Sabe o que é curioso sobre a vida? É que algumas coisas a gente pode evitar, outras não. Eu não poderia evitar que a velha estivesse no ponto naquele momento. Eu não poderia evitar que o rapaz estivesse passando de bicicleta naquele momento. Eu também não poderia evitar que o caminhão perdesse freio naquele lugar. Mas eu poderia ter evitado que a Catarina e a Isabela estivessem ali naquela hora. Foram cinco, mas poderia terem sido só três, se eu tivesse dado carona pra elas. Foi minha culpa. Elas ainda estariam vivas. E eu não estaria aqui. A gente estaria em casa, agora. A Isabela estaria correndo e brincando. A Catarina estaria lendo poesia. 

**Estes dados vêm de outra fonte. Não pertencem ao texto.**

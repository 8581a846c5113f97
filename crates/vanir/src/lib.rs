//! Vanir resolves vanity package import paths (e.g. `example.org/pkg`) to
//! version-control locations.
//!
//! This crate defines the storage-agnostic [`Backend`] contract together
//! with the listing [`Consumer`] protocol and its cooperative
//! [`Cancellation`] token, and ships [`MemoryBackend`], the reference
//! implementation every other backend is measured against.

pub mod backend;
pub mod cancel;
pub mod entry;
pub mod error;
pub mod memory;

// Re-export core types
pub use backend::{Backend, Consumer, FnConsumer};
pub use cancel::Cancellation;
pub use entry::Entry;
pub use error::{BackendError, Result};
pub use memory::MemoryBackend;

/// Get the library version
pub fn version() -> &'static str {
    env!("CARGO_PKG_VERSION")
}
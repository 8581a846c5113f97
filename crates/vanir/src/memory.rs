//! Reference in-memory backend.
//!
//! This implementation doubles as the executable specification of the
//! [`Backend`] contract: other backends are tested against the same
//! operation sequences and expected outcomes.

use std::collections::HashMap;
use std::sync::RwLock;

use async_trait::async_trait;

use crate::backend::{Backend, Consumer};
use crate::cancel::Cancellation;
use crate::entry::Entry;
use crate::error::{BackendError, Result};

#[derive(Debug, Default)]
struct State {
    entries: HashMap<String, Entry>,
    closed: bool,
}

impl State {
    fn check(&self) -> Result<()> {
        if self.closed {
            return Err(BackendError::AlreadyClosed);
        }
        Ok(())
    }
}

/// In-memory [`Backend`] guarded by a reader/writer lock.
///
/// Point operations hold the lock only for the single map operation;
/// [`list`](Backend::list) copies a snapshot under the read lock and
/// iterates it with the lock released, so consumers may re-enter the
/// backend or run arbitrarily long.
#[derive(Debug, Default)]
pub struct MemoryBackend {
    state: RwLock<State>,
}

fn lock_poisoned() -> BackendError {
    BackendError::Backend("lock poisoned".into())
}

impl MemoryBackend {
    pub fn new() -> Self {
        Self::default()
    }

    /// Bulk-load constructor used for wiring and tests.
    pub fn with_entries<I>(entries: I) -> Self
    where
        I: IntoIterator<Item = Entry>,
    {
        let entries = entries
            .into_iter()
            .map(|entry| (entry.import_path.clone(), entry))
            .collect();
        Self {
            state: RwLock::new(State {
                entries,
                closed: false,
            }),
        }
    }
}

#[async_trait]
impl Backend for MemoryBackend {
    async fn get(&self, import_path: &str) -> Result<Entry> {
        let state = self.state.read().map_err(|_| lock_poisoned())?;
        state.check()?;

        state
            .entries
            .get(import_path)
            .cloned()
            .ok_or(BackendError::NotFound)
    }

    async fn add(&self, import_path: &str, vcs: &str, vcs_root: &str) -> Result<()> {
        let mut state = self.state.write().map_err(|_| lock_poisoned())?;
        state.check()?;

        state.entries.insert(
            import_path.to_string(),
            Entry::new(import_path, vcs, vcs_root),
        );
        Ok(())
    }

    async fn remove(&self, import_path: &str) -> Result<()> {
        let mut state = self.state.write().map_err(|_| lock_poisoned())?;
        state.check()?;

        state
            .entries
            .remove(import_path)
            .map(|_| ())
            .ok_or(BackendError::NotFound)
    }

    async fn list(
        &self,
        cancel: &Cancellation,
        consumer: Option<&mut dyn Consumer>,
    ) -> Result<()> {
        let snapshot: Vec<Entry> = {
            let state = self.state.read().map_err(|_| lock_poisoned())?;
            state.check()?;
            state.entries.values().cloned().collect()
        };

        let Some(consumer) = consumer else {
            cancel.check()?;
            return Ok(());
        };

        for entry in &snapshot {
            cancel.check()?;
            consumer.on_entry(entry).await;
        }

        Ok(())
    }

    async fn healthz(&self) -> Result<()> {
        let state = self.state.read().map_err(|_| lock_poisoned())?;
        state.check()
    }

    async fn close(&self) -> Result<()> {
        let mut state = self.state.write().map_err(|_| lock_poisoned())?;
        state.closed = true;
        state.entries.clear();
        Ok(())
    }
}
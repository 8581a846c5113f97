//! The storage contract every backend implementation satisfies.

use async_trait::async_trait;

use crate::cancel::Cancellation;
use crate::entry::Entry;
use crate::error::Result;

/// Callback invoked once per stored entry during [`Backend::list`].
///
/// Implementations may re-enter the backend from `on_entry`; backends must
/// not hold internal locks while the consumer runs.
#[async_trait]
pub trait Consumer: Send {
    async fn on_entry(&mut self, entry: &Entry);
}

/// Adapter lifting a plain closure into a [`Consumer`].
pub struct FnConsumer<F>(pub F);

#[async_trait]
impl<F> Consumer for FnConsumer<F>
where
    F: FnMut(&Entry) + Send,
{
    async fn on_entry(&mut self, entry: &Entry) {
        (self.0)(entry)
    }
}

/// Access to a vanity URL store.
///
/// Implementations are shared across request tasks and must be internally
/// synchronized. Every operation fails with
/// [`BackendError::AlreadyClosed`](crate::BackendError::AlreadyClosed) once
/// [`close`](Backend::close) has run; `close` itself is idempotent.
#[async_trait]
pub trait Backend: Send + Sync {
    /// Look up the entry registered for `import_path`.
    async fn get(&self, import_path: &str) -> Result<Entry>;

    /// Create or replace the entry for `import_path`.
    ///
    /// Read-only backends fail with
    /// [`BackendError::NotSupported`](crate::BackendError::NotSupported).
    async fn add(&self, import_path: &str, vcs: &str, vcs_root: &str) -> Result<()>;

    /// Remove the entry for `import_path`.
    async fn remove(&self, import_path: &str) -> Result<()>;

    /// Deliver every stored entry to `consumer`, exactly once per entry, in
    /// backend-defined order.
    ///
    /// `cancel` is checked before each delivery; a fired token stops the
    /// enumeration with
    /// [`BackendError::Cancelled`](crate::BackendError::Cancelled), leaving
    /// already delivered entries in place. A `None` consumer performs the
    /// underlying round-trip without deliveries.
    async fn list(&self, cancel: &Cancellation, consumer: Option<&mut dyn Consumer>)
    -> Result<()>;

    /// Report whether the backend can currently service requests.
    ///
    /// Never mutates state.
    async fn healthz(&self) -> Result<()>;

    /// Release held resources and reject all further operations.
    async fn close(&self) -> Result<()>;
}
//! Error handling for the server binary

use thiserror::Error;
use vanir::BackendError;

/// Result type for server operations
pub type Result<T> = std::result::Result<T, ServerError>;

/// Server error types
#[derive(Debug, Error)]
pub enum ServerError {
    #[error("backend error: {0}")]
    Backend(#[from] BackendError),

    #[error("configuration error: {0}")]
    Config(String),

    #[error("entry file error: {0}")]
    EntryFile(#[from] vanir_store::file::LoadError),

    #[error("io error: {0}")]
    Io(#[from] std::io::Error),

    #[error("serialization error: {0}")]
    Serialization(#[from] serde_json::Error),
}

(Suspira) Foi minha culpa. 

 (Pausa

(Como se tivesse tomado um susto) Ah, mas o que importa é que a Catarina vem me buscar hoje. Ela falou que vai me levar pra lua, com ela. Mas antes eu tenho que tomar todos os remédios de uma vez, tudinho de uma vez. E eles tão aqui. Vou tomar tudo. (Toma os remédios). Aí a Catarina vem me buscar, e nós vamos ficar juntos pra sempre. A Catarina... A Isa... Eu... 

(Faz que passa mal e cai no chão. Morte passa e leva o louco e as garrafas.)